El panorama global ante la crisis energética
El cierre del Estrecho de Ormuz y el alza del petróleo empujan a países de todo el mundo a reducir el consumo con restricciones, cambios laborales y nuevas políticas públicas.

26 de marzo de 2026
Mundo
Redacción
La crisis energética mundial ha detonado una ola de medidas extraordinarias en distintos países, obligados a reaccionar ante el encarecimiento del petróleo y la interrupción del suministro global. Con cerca del 20% del crudo mundial afectado por el cierre del Estrecho de Ormuz, los gobiernos han comenzado a implementar estrategias para contener la demanda y mitigar el impacto económico.
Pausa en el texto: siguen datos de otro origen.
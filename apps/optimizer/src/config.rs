use std::time::Duration;

use anyhow::{Context, Result};

use crate::llm_client::{DEFAULT_BASE_URL, DEFAULT_MODEL};

/// Service configuration loaded from environment variables.
/// Fails at startup if required variables are missing or malformed.
#[derive(Debug, Clone)]
pub struct Config {
    pub redis_url: String,
    pub llm_api_key: String,
    pub llm_base_url: String,
    pub llm_model: String,
    pub queue_name: String,
    pub pop_timeout: Duration,
    pub skill_graph_path: String,
    pub knowledge_store_path: String,
    pub web_search_enabled: bool,
    pub port: u16,
    pub rust_log: String,
}

impl Config {
    pub fn from_env() -> Result<Self> {
        dotenvy::dotenv().ok(); // load .env if present; ignore if missing

        Ok(Config {
            redis_url: require_env("REDIS_URL")?,
            llm_api_key: require_env("LLM_API_KEY")?,
            llm_base_url: env_or("LLM_BASE_URL", DEFAULT_BASE_URL),
            llm_model: env_or("LLM_MODEL", DEFAULT_MODEL),
            queue_name: env_or("QUEUE_NAME", crate::store::DEFAULT_QUEUE_NAME),
            pop_timeout: Duration::from_secs(
                env_or("POP_TIMEOUT_SECS", "5")
                    .parse::<u64>()
                    .context("POP_TIMEOUT_SECS must be a whole number of seconds")?,
            ),
            skill_graph_path: env_or("SKILL_GRAPH_PATH", "data/kg_job_info.json"),
            knowledge_store_path: env_or("KNOWLEDGE_STORE_PATH", "data/knowledge_store.json"),
            web_search_enabled: env_or("WEB_SEARCH_ENABLED", "false")
                .parse::<bool>()
                .context("WEB_SEARCH_ENABLED must be 'true' or 'false'")?,
            port: env_or("PORT", "8000")
                .parse::<u16>()
                .context("PORT must be a valid port number")?,
            rust_log: env_or("RUST_LOG", "info"),
        })
    }
}

fn require_env(key: &str) -> Result<String> {
    std::env::var(key).with_context(|| format!("Required environment variable '{key}' is not set"))
}

fn env_or(key: &str, default: &str) -> String {
    std::env::var(key).unwrap_or_else(|_| default.to_string())
}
La Agencia Internacional de la Energía ha advertido que se trata de una disrupción sin precedentes en el mercado petrolero global. Ante este escenario, el organismo ha recomendado acciones inmediatas para reducir el consumo, particularmente en el transporte, que representa casi la mitad de la demanda mundial de petróleo.
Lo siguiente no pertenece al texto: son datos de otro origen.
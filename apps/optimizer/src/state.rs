use std::sync::Arc;

use crate::llm_client::LlmClient;
use crate::store::{ResultStore, TaskQueue};
use crate::task_id::TaskIdGenerator;

/// Shared application state injected into all route handlers via Axum extractors.
#[derive(Clone)]
pub struct AppState {
    pub queue: Arc<dyn TaskQueue>,
    pub results: Arc<dyn ResultStore>,
    /// One generator per process; every submission draws its ID from here.
    pub ids: Arc<TaskIdGenerator>,
    /// Used directly by the chat endpoint only. Scoring runs in the worker.
    pub llm: LlmClient,
}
Uno de los mecanismos más extendidos ha sido el racionamiento de combustible. En Sri Lanka, por ejemplo, los automovilistas enfrentan límites semanales para adquirir gasolina mediante sistemas digitales. Medidas similares se replican en países como Camboya y Myanmar, donde incluso se han cerrado estaciones de servicio o se han establecido esquemas alternados de abastecimiento según el número de matrícula.
En Europa, Eslovenia se convirtió en el primer país comunitario en imponer límites al consumo de combustible, mientras que en otras regiones, como Nueva Zelanda, se analizan medidas como los días sin automóvil. Por su parte, China ha optado por intervenir en los precios para evitar mayores incrementos al consumidor.
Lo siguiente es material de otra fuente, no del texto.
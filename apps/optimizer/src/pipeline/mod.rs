// Résumé scoring pipeline.
// Collaborator traits live here; the worker that drives them is in orchestrator.rs.
// All LLM calls go through llm_client; the LlmClient impls are in llm_tasks.rs.

pub mod knowledge_store;
pub mod llm_tasks;
pub mod orchestrator;
pub mod prompts;
pub mod skill_graph;
pub mod web_search;

use std::sync::Arc;

use async_trait::async_trait;
use thiserror::Error;

use crate::llm_client::LlmError;
use crate::models::task::TaskInfo;

/// A collaborator call failed. The orchestrator decides what to substitute.
#[derive(Debug, Error)]
pub enum BranchError {
    #[error("LLM error: {0}")]
    Llm(#[from] LlmError),

    #[error("LLM returned no usable keywords")]
    NoKeywords,

    #[error("IO error: {0}")]
    Io(#[from] std::io::Error),

    #[error("Snapshot parse error: {0}")]
    Snapshot(#[from] serde_json::Error),

    #[error("Search request failed: {0}")]
    Search(#[from] reqwest::Error),

    #[error("{0}")]
    Unavailable(String),
}

/// The job-side fields of a task, without the résumé text.
#[derive(Debug, Clone, Copy)]
pub struct JobPosting<'a> {
    pub job_name: &'a str,
    pub job_description: &'a str,
    pub extra_info: &'a str,
}

impl TaskInfo {
    pub fn posting(&self) -> JobPosting<'_> {
        JobPosting {
            job_name: &self.job_name,
            job_description: &self.job_description,
            extra_info: &self.extra_info,
        }
    }
}

/// Everything the report writer sees.
#[derive(Debug, Clone)]
pub struct ReportInputs<'a> {
    pub cleaned_resume: &'a str,
    /// Job name and description joined with two spaces.
    pub job: String,
    pub store_text: &'a str,
    pub graph_text: &'a str,
    /// Résumé-related and general web results joined with `###`.
    pub web_text: String,
    pub user_remarks: &'a str,
    pub extra_info: &'a str,
}

/// Strips personal details from raw résumé text.
#[async_trait]
pub trait ResumeCleaner: Send + Sync {
    async fn clean(&self, resume: &str) -> Result<String, BranchError>;
}

/// Derives ordered knowledge-store keywords from the posting and the cleaned résumé.
#[async_trait]
pub trait KeywordExtractor: Send + Sync {
    async fn extract(
        &self,
        posting: &JobPosting<'_>,
        cleaned_resume: &str,
    ) -> Result<Vec<String>, BranchError>;
}

/// Skill terms associated with a job title, most relevant first.
#[async_trait]
pub trait SkillGraph: Send + Sync {
    async fn skills_for(&self, job_name: &str) -> Result<Vec<String>, BranchError>;
}

/// Categorized résumé-advice documents searched by keyword.
#[async_trait]
pub trait KnowledgeStore: Send + Sync {
    async fn search(&self, keywords: &[String]) -> Result<Vec<String>, BranchError>;
}

/// External search over a batch of queries, summarized as one text block.
#[async_trait]
pub trait WebSearch: Send + Sync {
    async fn search(&self, queries: &[String]) -> Result<String, BranchError>;
}

/// Produces the scoring / optimization report.
#[async_trait]
pub trait ReportWriter: Send + Sync {
    async fn write(&self, inputs: &ReportInputs<'_>) -> Result<String, BranchError>;
}

/// The collaborators one worker drives.
#[derive(Clone)]
pub struct Collaborators {
    pub cleaner: Arc<dyn ResumeCleaner>,
    pub extractor: Arc<dyn KeywordExtractor>,
    pub skill_graph: Arc<dyn SkillGraph>,
    pub knowledge_store: Arc<dyn KnowledgeStore>,
    pub web_search: Arc<dyn WebSearch>,
    pub report_writer: Arc<dyn ReportWriter>,
}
Sin embargo, la respuesta en la Unión Europea ha sido desigual. Mientras algunos países avanzan con medidas concretas, otros, como Alemania, enfrentan el impacto del alza en combustibles sin una estrategia unificada a nivel regional. Organismos del sector transporte han advertido sobre riesgos en las cadenas de suministro si el diésel escasea.
Más allá del combustible, los gobiernos también están recurriendo a políticas laborales y de consumo energético. En Pakistán se ha implementado una semana laboral de cuatro días para empleados públicos, mientras que en República Dominicana se promueve el teletrabajo como alternativa para reducir desplazamientos.
En África y Asia, medidas de ahorro energético también impactan la vida cotidiana. Egipto ha limitado horarios de operación en comercios y oficinas, mientras que Bangladés y Tailandia han establecido topes en el uso de aire acondicionado para disminuir el consumo eléctrico.
La crisis también afecta al transporte aéreo y al consumo doméstico. Aerolíneas como United Airlines anticipan aumentos en tarifas, mientras que la AIE recomienda reducir vuelos y priorizar el uso de transporte público. En paralelo, el gas licuado de petróleo (GLP) comienza a redirigirse hacia necesidades esenciales como la cocina, especialmente en países como India, donde millones de hogares dependen de este recurso.
El panorama global refleja una transición forzada hacia la austeridad energética. Mientras los precios del petróleo se acercan a los 100 dólares por barril y se liberan reservas estratégicas, las decisiones adoptadas por cada país evidencian que la crisis no solo es de suministro, sino también de adaptación estructural frente a un mercado energético cada vez más vulnerable.